Hi @brbl, I believe that nvcr.io/nvidia/l4t-pytorch:r35.1.0-pth1.11-py3 should have distributed enabled. Further containers wouldn’t have it enabled.

Thanks, and right as usual! I thought I checked that version and didn’t see it, but I rechecked, and you were right.

You have been super helpful, so no need to reply, but if you had time, I am curious (and it is curiosity and not a criticism) why distributed isn’t a standard part of the package?

Thanks again,

bb

Those previous PyTorch wheels that has distributed enabled were personally built by me, however the newer official wheels are built by a team at NVIDIA, and they have formal testing/QA release procedures of which MPI isn’t included (and understandably so for an embedded platform, it isn’t a very common use-case). Overall it’s a net gain improving the quality of the builds, but sorry for the inconvenience. You can always rebuilt the PyTorch wheel(s) with distributed enabled and install them in container (or rebuild the container) if you really need it.

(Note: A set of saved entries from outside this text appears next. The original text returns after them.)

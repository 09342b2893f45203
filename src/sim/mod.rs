//! Deterministic simulation module
//!
//! All gameplay logic lives here. This module must be pure and deterministic:
//! - Seeded or injected randomness only
//! - Stable iteration order (by object ID)
//! - Delayed work as queued data, run on the same update stream
//! - No rendering, audio or storage dependencies beyond narrow traits

pub mod collision;
pub mod game;
pub mod objects;
pub mod physics;
pub mod rng;
pub mod schedule;
pub mod sequencer;
pub mod slice;
pub mod state;
pub mod tick;

pub use collision::{closest_point_on_segment, path_hits_circle, segment_hits_circle};
pub use game::Game;
pub use objects::{FallingObject, FruitKind, ObjectManager};
pub use rng::RandomSource;
pub use schedule::{Command, Schedule, TimedCommand};
pub use sequencer::{RandomSequencer, SequenceStep};
pub use slice::{SlicePoint, SliceTracker};
pub use state::{Difficulty, GameEvent, GamePhase, GameState, PresentationSink};
pub use tick::FrameClock;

I hate to be such a needy guy, but the “CUDA error: no kernel image is available for execution on the device” has cropped up again with the latest containers when using torchvision.ops.nms(). Is it possible that your patch didn’t get into the new official wheels?

Sorry.

Ah right, that’s still the same container with that issue - sorry about that (it will be fixed in the JetPack 5.1 version of l4t-pytorch). Try using this one instead: dustynv/l4t-pytorch:r35.1.0-pth1.11-py3 (that one has the torchvision bug patched)